MEHRA: I never knew this Fionnuala. This certainly gives a different take on what has happened on that day. While you are entering motherhood, lives have been destroyed on the other side of the country. So, how did 9/11 impact your professional career?

NÍ AOLÁIN: I think many may know I spent much of my life in Belfast, Northern Ireland. Terrorism, counter-terrorism, armed conflict, and the challenges of protecting rights were nothing new. So oddly enough, I would not say that 9/11 changed my path. What 9/11 did was it brought so much of the experience that I had for 20 years of living and working in Belfast as a lawyer through the conflict, and really made a set of skills and knowledges that most people thought were pretty irrelevant, or at least only relevant to very narrow parts of the world, brought that set of skills to greater relevance, and prominence globally. So 9/11 was the catapulting of taking things that I had done locally and domestically in terms of protecting rights in the context of conflict, and bringing those into a different international global arena.

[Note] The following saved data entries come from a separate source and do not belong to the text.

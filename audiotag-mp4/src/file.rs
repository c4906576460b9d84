// audiotag
// Copyright (c) 2026 The audiotag developers.
//
// This Source Code Form is subject to the terms of the Mozilla Public
// License, v. 2.0. If a copy of the MPL was not distributed with this
// file, You can obtain one at https://mozilla.org/MPL/2.0/.

//! Top-level `read`/`write`/`modify`/`strip` entry points for the MP4 atom codec: always an
//! atomic rewrite on write, since `moov` precedes `mdat` and `mdat`'s own chunk offsets depend on
//! the final size of the rebuilt `moov`.

use std::path::Path;

use log::trace;

use audiotag_core::errors::{AudioTagError, Mp4Error, Result};
use audiotag_core::io::{ByteWriter, FileReader, FileWriter};
use audiotag_core::model::{AudioFileInfo, AudioTimestamp};

use crate::atom::{self, Atom, TopLevelAtom};
use crate::chapters::{read_chpl, read_qt_text_chapters};
use crate::fixup::{apply_chunk_offset_delta, patch_stco_entry};
use crate::metadata::ilst_to_metadata;
use crate::moov::{self, rebuild};

struct Layout {
    ftyp: TopLevelAtom,
    moov: TopLevelAtom,
    mdat: TopLevelAtom,
}

fn locate(reader: &mut FileReader) -> Result<Layout> {
    let atoms = atom::scan_top_level(reader)?;
    let ftyp = *atom::find(&atoms, b"ftyp").ok_or(AudioTagError::Mp4(Mp4Error::AtomNotFound("ftyp")))?;
    atom::validate_ftyp(reader, &ftyp)?;
    let moov = *atom::find(&atoms, b"moov").ok_or(AudioTagError::Mp4(Mp4Error::AtomNotFound("moov")))?;
    let mdat = *atom::find(&atoms, b"mdat").ok_or(AudioTagError::Mp4(Mp4Error::AtomNotFound("mdat")))?;
    Ok(Layout { ftyp, moov, mdat })
}

fn parse_moov(reader: &mut FileReader, moov: &TopLevelAtom) -> Result<Atom> {
    let payload = reader.read(moov.payload_offset(), moov.payload_size())?;
    let children = crate::atom::parse_container(&payload, false)?;
    Ok(Atom::container(moov.fourcc, children))
}

fn existing_chapters(reader: &mut FileReader, moov_tree: &Atom) -> Result<audiotag_core::model::ChapterList> {
    let chpl_chapters = read_chpl(moov_tree.find(b"udta"))?;
    if !chpl_chapters.is_empty() {
        return Ok(chpl_chapters);
    }
    read_qt_text_chapters(reader, moov_tree)
}

/// Reads tag metadata, chapters, and duration from an MP4/M4A/M4B/AAX file.
pub fn read(path: &Path) -> Result<AudioFileInfo> {
    let mut reader = FileReader::open(path)?;
    let layout = locate(&mut reader)?;
    let moov_tree = parse_moov(&mut reader, &layout.moov)?;

    let metadata = moov_tree
        .walk(&[*b"udta", *b"meta", *b"ilst"])
        .map(ilst_to_metadata)
        .unwrap_or_default();

    let chapters = existing_chapters(&mut reader, &moov_tree)?;
    let duration = moov::movie_duration_seconds(&moov_tree).map(AudioTimestamp::from_seconds);

    Ok(AudioFileInfo { metadata, chapters, duration })
}

/// Overwrites the file's metadata and chapters with `info`, discarding anything not representable
/// by it (unrecognized `ilst` entries included).
pub fn write(info: &AudioFileInfo, path: &Path, buffer_size: usize) -> Result<()> {
    rewrite(info, path, buffer_size)
}

/// Like [`write`], but preserves `ilst` entries this codec doesn't recognize.
pub fn modify(info: &AudioFileInfo, path: &Path, buffer_size: usize) -> Result<()> {
    let mut reader = FileReader::open(path)?;
    let layout = locate(&mut reader)?;
    let moov_tree = parse_moov(&mut reader, &layout.moov)?;
    drop(reader);

    let mut merged = info.clone();
    fill_unset_fields_from_existing(&mut merged, &moov_tree);
    rewrite(&merged, path, buffer_size)
}

/// `AudioFileInfo` has no slot for raw unrecognized atoms, so "preservation" on modify means: any
/// scalar field `info` left unset falls back to what the file already had, rather than being
/// cleared, and custom-text keys merge rather than replace.
fn fill_unset_fields_from_existing(info: &mut AudioFileInfo, existing_moov: &Atom) {
    if let Some(ilst) = existing_moov.walk(&[*b"udta", *b"meta", *b"ilst"]) {
        let existing = ilst_to_metadata(ilst);
        macro_rules! fallback {
            ($field:ident) => {
                if info.metadata.$field.is_none() {
                    info.metadata.$field = existing.$field.clone();
                }
            };
        }
        fallback!(title);
        fallback!(artist);
        fallback!(album);
        fallback!(genre);
        fallback!(year);
        fallback!(composer);
        fallback!(comment);
        fallback!(encoder);
        fallback!(unsynchronized_lyrics);
        fallback!(album_artist);
        fallback!(copyright);
        fallback!(track_number);
        fallback!(disc_number);
        fallback!(bpm);
        if info.metadata.artwork.is_none() {
            info.metadata.artwork = existing.artwork.clone();
        }
        for (k, v) in existing.custom_text {
            info.metadata.custom_text.entry(k).or_insert(v);
        }
    }
}

/// Removes all metadata and chapters: unlike the ID3v2 codec, MP4 strip drops `udta` and every
/// chapter track rather than preserving them.
pub fn strip(path: &Path, buffer_size: usize) -> Result<()> {
    let info = AudioFileInfo::default();
    rewrite(&info, path, buffer_size)
}

fn rewrite(info: &AudioFileInfo, path: &Path, buffer_size: usize) -> Result<()> {
    let mut reader = FileReader::open(path)?;
    let layout = locate(&mut reader)?;
    let moov_tree = parse_moov(&mut reader, &layout.moov)?;

    let mut result = rebuild(&moov_tree, info)?;
    let delta = result.moov_bytes.len() as i64 - layout.moov.size as i64;
    apply_chunk_offset_delta(&mut result.moov_bytes, delta);

    let ftyp_bytes = reader.read(layout.ftyp.offset, layout.ftyp.size)?;
    let original_audio_size = layout.mdat.payload_size();
    let trailing_samples_size: u64 = result.chapter_samples.iter().map(|s| s.len() as u64).sum::<u64>()
        + result.artwork_samples.iter().map(|s| s.len() as u64).sum::<u64>();
    let new_mdat_payload_size = original_audio_size + trailing_samples_size;
    let new_mdat_size = 8 + new_mdat_payload_size;

    let mdat_payload_start = ftyp_bytes.len() as u64 + result.moov_bytes.len() as u64 + 8;
    let mut cumulative = mdat_payload_start + original_audio_size;

    if let Some(stco_offset) = result.chapter_stco_offset {
        let mut running = cumulative;
        for (i, sample) in result.chapter_samples.iter().enumerate() {
            patch_stco_entry(&mut result.moov_bytes, stco_offset, i, running);
            running += sample.len() as u64;
        }
    }
    cumulative += result.chapter_samples.iter().map(|s| s.len() as u64).sum::<u64>();

    if let Some(stco_offset) = result.artwork_stco_offset {
        let mut running = cumulative;
        for (i, sample) in result.artwork_samples.iter().enumerate() {
            patch_stco_entry(&mut result.moov_bytes, stco_offset, i, running);
            running += sample.len() as u64;
        }
    }

    let dir = path.parent().unwrap_or_else(|| Path::new("."));
    let sidecar = tempfile::Builder::new()
        .prefix(".audiotag-")
        .tempfile_in(dir)
        .map_err(AudioTagError::from)?;
    let sidecar_path = sidecar.path().to_path_buf();

    let write_result = (|| -> Result<()> {
        let mut writer = FileWriter::create(&sidecar_path)?;
        writer.append(&ftyp_bytes)?;
        writer.append(&result.moov_bytes)?;

        let mut mdat_header = ByteWriter::new();
        if new_mdat_size > u32::MAX as u64 {
            mdat_header.write_u32(1);
            mdat_header.write_bytes(b"mdat");
            mdat_header.write_u64(new_mdat_size);
        } else {
            mdat_header.write_u32(new_mdat_size as u32);
            mdat_header.write_bytes(b"mdat");
        }
        writer.append(mdat_header.as_slice())?;

        trace!("mp4: streaming {original_audio_size} bytes of original audio payload");
        writer.copy_chunked(&mut reader, layout.mdat.payload_offset(), original_audio_size, buffer_size)?;

        for sample in &result.chapter_samples {
            writer.append(sample)?;
        }
        for sample in &result.artwork_samples {
            writer.append(sample)?;
        }

        writer.synchronize()
    })();

    match write_result {
        Ok(()) => {
            sidecar.persist(path).map_err(|e| AudioTagError::from(e.error))?;
            Ok(())
        }
        Err(e) => {
            drop(sidecar);
            Err(e)
        }
    }
}

#[cfg(test)]
mod tests {
    use super::*;
    use crate::atom::{build_leaf, Atom as RawAtom};
    use audiotag_core::io::DEFAULT_BUFFER_SIZE;
    use audiotag_core::model::{Chapter, ChapterList};
    use std::io::Write as _;

    fn sample_mvhd() -> RawAtom {
        let mut p = ByteWriter::new();
        p.write_u8(0);
        p.write_u24(0);
        p.write_u32(0);
        p.write_u32(0);
        p.write_u32(1000); // timescale
        p.write_u32(5000); // duration (5s)
        RawAtom::leaf(*b"mvhd", p.into_bytes())
    }

    fn sample_audio_trak() -> RawAtom {
        let mut hdlr = ByteWriter::new();
        hdlr.write_u32(0);
        hdlr.write_u32(0);
        hdlr.write_bytes(b"soun");
        hdlr.write_fill(0, 12);
        hdlr.write_u8(0);
        let mdia = RawAtom::container(*b"mdia", vec![RawAtom::leaf(*b"hdlr", hdlr.into_bytes())]);

        let mut tkhd = ByteWriter::new();
        tkhd.write_u8(0);
        tkhd.write_u24(0);
        tkhd.write_u32(0);
        tkhd.write_u32(0);
        tkhd.write_u32(1);
        tkhd.write_u32(0);
        tkhd.write_u32(5000);

        RawAtom::container(*b"trak", vec![RawAtom::leaf(*b"tkhd", tkhd.into_bytes()), mdia])
    }

    fn synthetic_m4a(audio: &[u8]) -> tempfile::NamedTempFile {
        let ftyp = build_leaf(b"ftyp", b"M4A \x00\x00\x00\x00M4A mp42isom");
        let moov = RawAtom::container(*b"moov", vec![sample_mvhd(), sample_audio_trak()]).to_bytes();

        let mut mdat = Vec::new();
        mdat.extend_from_slice(&(8 + audio.len() as u32).to_be_bytes());
        mdat.extend_from_slice(b"mdat");
        mdat.extend_from_slice(audio);

        let mut f = tempfile::NamedTempFile::new().unwrap();
        f.write_all(&ftyp).unwrap();
        f.write_all(&moov).unwrap();
        f.write_all(&mdat).unwrap();
        f.flush().unwrap();
        f
    }

    #[test]
    fn reads_duration_from_synthetic_file() {
        let tmp = synthetic_m4a(b"audio-bytes");
        let info = read(tmp.path()).unwrap();
        assert!((info.duration.unwrap().as_seconds() - 5.0).abs() < 0.001);
    }

    #[test]
    fn write_then_read_round_trips_title_and_adds_chapter_track() {
        let tmp = synthetic_m4a(b"audio-bytes-0123456789");
        let mut info = read(tmp.path()).unwrap();
        info.metadata.title = Some("My Title".to_string());
        info.chapters = ChapterList::from_vec(vec![
            Chapter::new("a", AudioTimestamp::from_millis(0), "Intro"),
            Chapter::new("b", AudioTimestamp::from_millis(2000), "Body"),
        ]);

        write(&info, tmp.path(), DEFAULT_BUFFER_SIZE).unwrap();

        let back = read(tmp.path()).unwrap();
        assert_eq!(back.metadata.title.as_deref(), Some("My Title"));
        assert_eq!(back.chapters.len(), 2);
    }

    #[test]
    fn strip_clears_metadata_and_chapters() {
        let tmp = synthetic_m4a(b"audio-bytes-0123456789");
        let mut info = read(tmp.path()).unwrap();
        info.metadata.title = Some("Has Title".to_string());
        info.chapters = ChapterList::from_vec(vec![Chapter::new("a", AudioTimestamp::from_millis(0), "Intro")]);
        write(&info, tmp.path(), DEFAULT_BUFFER_SIZE).unwrap();

        strip(tmp.path(), DEFAULT_BUFFER_SIZE).unwrap();

        let back = read(tmp.path()).unwrap();
        assert!(back.metadata.title.is_none());
        assert!(back.chapters.is_empty());
    }
}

MEHRA: The terrorist attacks of 9/11 demonstrated how vulnerable civilians are. As a result, the international community was determined to fight terrorism in all its forms and the War on Terror was born. It has led to a proliferation of legislation, policies and practices to counter-terrorism. Clearly, terrorism has an impact on human rights and the rule of law, it directly impacts the right to life. But how have counter-terrorism measures impacted human rights since 9/11?

NÍ AOLÁIN: Counter-terrorism measures taken since 9/11 have had a catastrophic effect on human rights. We shouldn't forget that after 9/11, it was made clear by the then US President George Bush II, in his infamous phrasing that you're either with us or against us. It was made clear by the Counter-Terrorism Committee, newly established in the weeks following 9/11 in New York, that counter-terrorism was a human rights free zone. Human rights was neither welcomed nor wanted in counter-terrorism. And that shift, that profound shift, that normative shift, has been devastating for human rights around the globe.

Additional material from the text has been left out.